Il team di ricercatori, guidato dal Dr. Simone Galeotti dell’Università di Urbino, ha documentato la crescita della prima calotta alla scala continentale, avvenuta circa 34 milioni di anni fa in seguito a una graduale fase di diminuzione delle temperature medie globali che pose fine a un periodo caldo durante il quale i livelli di CO2 atmosferica erano circa il doppio degli attuali.
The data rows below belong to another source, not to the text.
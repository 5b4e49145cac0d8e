//! Strongly-typed value objects used by domain entities.
//!
//! Domain structs should carry these wrappers instead of raw primitives so that
//! identifiers, technical names and enumerations are enforced at the boundary.

use serde::{Deserialize, Serialize};
use std::fmt::{Display, Formatter};
use thiserror::Error;

/// Errors produced when attempting to construct constrained domain types.
#[derive(Debug, Error, Clone, PartialEq, Eq)]
pub enum TypeConstraintError {
    /// An identifier was zero or negative.
    #[error("{0} must be greater than zero")]
    NonPositiveId(&'static str),
    /// A string was empty or whitespace-only after trimming.
    #[error("{0} cannot be empty")]
    EmptyString(&'static str),
    /// A string exceeded the column width it is stored in.
    #[error("{0} must be at most {1} characters")]
    TooLong(&'static str, usize),
    /// A locale code contained characters outside `[A-Za-z0-9_-]`.
    #[error("invalid locale: {0}")]
    InvalidLocale(String),
    /// Catch-all for custom validation failures.
    #[error("invalid value: {0}")]
    InvalidValue(String),
}

/// Trim `value`, rejecting blank input and anything wider than `max` characters.
fn bounded_text<S: Into<String>>(
    value: S,
    field: &'static str,
    max: usize,
) -> Result<String, TypeConstraintError> {
    let trimmed = value.into().trim().to_string();
    if trimmed.is_empty() {
        return Err(TypeConstraintError::EmptyString(field));
    }
    if trimmed.chars().count() > max {
        return Err(TypeConstraintError::TooLong(field, max));
    }
    Ok(trimmed)
}

/// Macro to generate lightweight newtypes for positive identifiers.
macro_rules! id_newtype {
    ($name:ident, $doc:expr, $field:expr) => {
        #[doc = $doc]
        #[derive(
            Clone, Copy, Debug, Serialize, Deserialize, PartialEq, Eq, Hash, PartialOrd, Ord,
        )]
        #[serde(transparent)]
        pub struct $name(i32);

        impl $name {
            /// Creates a new identifier ensuring it is greater than zero.
            pub fn new(value: i32) -> Result<Self, TypeConstraintError> {
                if value > 0 {
                    Ok(Self(value))
                } else {
                    Err(TypeConstraintError::NonPositiveId($field))
                }
            }

            /// Returns the raw `i32` backing this identifier.
            pub const fn get(self) -> i32 {
                self.0
            }
        }

        impl Display for $name {
            fn fmt(&self, f: &mut Formatter<'_>) -> std::fmt::Result {
                write!(f, "{}", self.0)
            }
        }

        impl TryFrom<i32> for $name {
            type Error = TypeConstraintError;

            fn try_from(value: i32) -> Result<Self, Self::Error> {
                Self::new(value)
            }
        }

        impl From<$name> for i32 {
            fn from(value: $name) -> Self {
                value.0
            }
        }

        impl PartialEq<i32> for $name {
            fn eq(&self, other: &i32) -> bool {
                self.0 == *other
            }
        }
    };
}

/// Trimmed, non-empty string bounded by the width of its column.
macro_rules! bounded_string_newtype {
    ($name:ident, $doc:expr, $field:expr, $max:expr) => {
        #[doc = $doc]
        #[derive(Clone, Debug, Serialize, Deserialize, PartialEq, Eq, Hash, PartialOrd, Ord)]
        #[serde(try_from = "String", into = "String")]
        pub struct $name(String);

        impl $name {
            /// Constructs a trimmed, non-empty value no longer than the column allows.
            pub fn new<S: Into<String>>(value: S) -> Result<Self, TypeConstraintError> {
                bounded_text(value, $field, $max).map(Self)
            }

            /// Borrow the value as a string slice.
            pub fn as_str(&self) -> &str {
                &self.0
            }

            /// Consume the wrapper and return the owned string.
            pub fn into_inner(self) -> String {
                self.0
            }
        }

        impl Display for $name {
            fn fmt(&self, f: &mut Formatter<'_>) -> std::fmt::Result {
                write!(f, "{}", self.0)
            }
        }

        impl std::ops::Deref for $name {
            type Target = str;

            fn deref(&self) -> &Self::Target {
                self.as_str()
            }
        }

        impl AsRef<str> for $name {
            fn as_ref(&self) -> &str {
                self.as_str()
            }
        }

        impl std::borrow::Borrow<str> for $name {
            fn borrow(&self) -> &str {
                self.as_str()
            }
        }

        impl TryFrom<String> for $name {
            type Error = TypeConstraintError;

            fn try_from(value: String) -> Result<Self, Self::Error> {
                Self::new(value)
            }
        }

        impl TryFrom<&str> for $name {
            type Error = TypeConstraintError;

            fn try_from(value: &str) -> Result<Self, Self::Error> {
                Self::new(value)
            }
        }

        impl From<$name> for String {
            fn from(value: $name) -> Self {
                value.0
            }
        }

        impl PartialEq<&str> for $name {
            fn eq(&self, other: &&str) -> bool {
                self.as_str() == *other
            }
        }

        impl PartialEq<$name> for &str {
            fn eq(&self, other: &$name) -> bool {
                *self == other.as_str()
            }
        }
    };
}

id_newtype!(
    CategoryId,
    "Unique identifier for a cookie category.",
    "category_id"
);
id_newtype!(CookieId, "Unique identifier for a cookie.", "cookie_id");
id_newtype!(
    CookieItemId,
    "Unique identifier for a cookie item.",
    "cookie_item_id"
);

bounded_string_newtype!(
    TechnicalName,
    "Stable machine-readable key of a category or cookie.",
    "technical name",
    100
);
bounded_string_newtype!(
    CookieItemName,
    "Name of a concrete cookie or storage key, unique within its cookie.",
    "cookie item name",
    100
);

/// Locale code such as `de`, `en` or `de_CH`.
#[derive(Clone, Debug, Serialize, Deserialize, PartialEq, Eq, Hash, PartialOrd, Ord)]
#[serde(try_from = "String", into = "String")]
pub struct Locale(String);

impl Locale {
    /// Maximum width of the `locale` column in the translation tables.
    pub const MAX_LEN: usize = 10;

    /// Validates a locale code; surrounding whitespace is trimmed.
    pub fn new<S: Into<String>>(value: S) -> Result<Self, TypeConstraintError> {
        let trimmed = value.into().trim().to_string();
        let valid = !trimmed.is_empty()
            && trimmed.len() <= Self::MAX_LEN
            && trimmed
                .chars()
                .all(|c| c.is_ascii_alphanumeric() || c == '_' || c == '-');
        if !valid {
            return Err(TypeConstraintError::InvalidLocale(trimmed));
        }
        Ok(Self(trimmed))
    }

    /// Borrow the locale as a string slice.
    pub fn as_str(&self) -> &str {
        &self.0
    }
}

impl Display for Locale {
    fn fmt(&self, f: &mut Formatter<'_>) -> std::fmt::Result {
        write!(f, "{}", self.0)
    }
}

impl TryFrom<String> for Locale {
    type Error = TypeConstraintError;

    fn try_from(value: String) -> Result<Self, Self::Error> {
        Self::new(value)
    }
}

impl TryFrom<&str> for Locale {
    type Error = TypeConstraintError;

    fn try_from(value: &str) -> Result<Self, Self::Error> {
        Self::new(value)
    }
}

impl From<Locale> for String {
    fn from(value: Locale) -> Self {
        value.0
    }
}

/// Generates a closed string enumeration persisted by its snake_case name.
macro_rules! string_enum {
    ($name:ident, $doc:expr, $field:expr, { $($variant:ident => $value:expr),+ $(,)? }) => {
        #[doc = $doc]
        #[derive(Clone, Copy, Debug, Serialize, Deserialize, PartialEq, Eq, Hash)]
        #[serde(try_from = "String", into = "String")]
        pub enum $name {
            $($variant),+
        }

        impl $name {
            /// String representation used in persistence and JSON documents.
            pub const fn as_str(self) -> &'static str {
                match self {
                    $(Self::$variant => $value),+
                }
            }
        }

        impl Display for $name {
            fn fmt(&self, f: &mut Formatter<'_>) -> std::fmt::Result {
                write!(f, "{}", self.as_str())
            }
        }

        impl TryFrom<&str> for $name {
            type Error = TypeConstraintError;

            fn try_from(value: &str) -> Result<Self, Self::Error> {
                match value.trim() {
                    $($value => Ok(Self::$variant),)+
                    other => Err(TypeConstraintError::InvalidValue(format!(
                        "{}: {other}",
                        $field
                    ))),
                }
            }
        }

        impl TryFrom<String> for $name {
            type Error = TypeConstraintError;

            fn try_from(value: String) -> Result<Self, Self::Error> {
                Self::try_from(value.as_str())
            }
        }

        impl From<$name> for String {
            fn from(value: $name) -> Self {
                value.as_str().to_string()
            }
        }
    };
}

string_enum!(LegalBasis, "Legal basis under which a cookie processes data.", "legal basis", {
    Consent => "consent",
    LegitimateInterest => "legitimate_interest",
    Contract => "contract",
    LegalObligation => "legal_obligation",
});

string_enum!(
    ProcessingLocation,
    "Region in which the data collected by a cookie is processed.",
    "processing location",
    {
        Eu => "eu",
        Usa => "usa",
        Worldwide => "worldwide",
        Germany => "germany",
    }
);

impl Default for LegalBasis {
    fn default() -> Self {
        Self::Consent
    }
}

impl Default for ProcessingLocation {
    fn default() -> Self {
        Self::Eu
    }
}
I risultati ricavati dall’analisi delle perforazioni dimostrano che, nelle sue fasi evolutive iniziali, la calotta antartica ha avuto un comportamento molto dinamico con fasi di scioglimento e successiva espansione. “Ci sono alcuni risultati innovativi che ottenuti con questa ricerca – sostiene Galeotti. – Infatti, abbiamo documentato per la prima volta direttamente le fasi di espansione della calotta antartica che si completarono circa un milione di anni dopo quello che si credeva.”
“Il risultato di maggiore rilievo, però, riguarda il comportamento molto dinamico della calotta se sottoposta a condizioni climatiche riconducibili a livelli di CO2 atmosferica compresi tra 600 e 750 parti per milione. Con questi valori di CO2 atmosferica la calotta perde la stabilità che la caratterizza attualmente e aumenta di moltissimo il rischio di un suo scioglimento”. Considerando che gli attuali livelli di CO2 si attestano a 400 ppm e il tasso di crescita di questo valore, lo studio fornisce importanti indicazioni sulla potenziale stabilità futura della grande calotta antartica.
“L’insieme della calotta antartica è suddivisibile in due parti. La più piccola calotta occidentale e le grande calotta orientale. Sappiamo della vulnerabilità della calotta occidentale dovuta al fatto che una considerevole parte di essa è sotto il livello del mare, ma pensavamo che la grande orientale, tutta poggiata sul continente sopra il livello del mare fosse più stabile.
“I livelli di CO2 oltre il quale la calotta diventa instabile, ovvero 600 ppm, saranno raggiunti entro la fine del secolo se non saranno rispettati gli accordi sulla riduzione delle emissioni antropiche raggiunti durante la conferenza sul clima tenutasi a Parigi nel dicembre 2015”.
“Un completo scioglimento della calotta antartica comporterebbe un aumento del livello del mare pari a circa 60 metri”.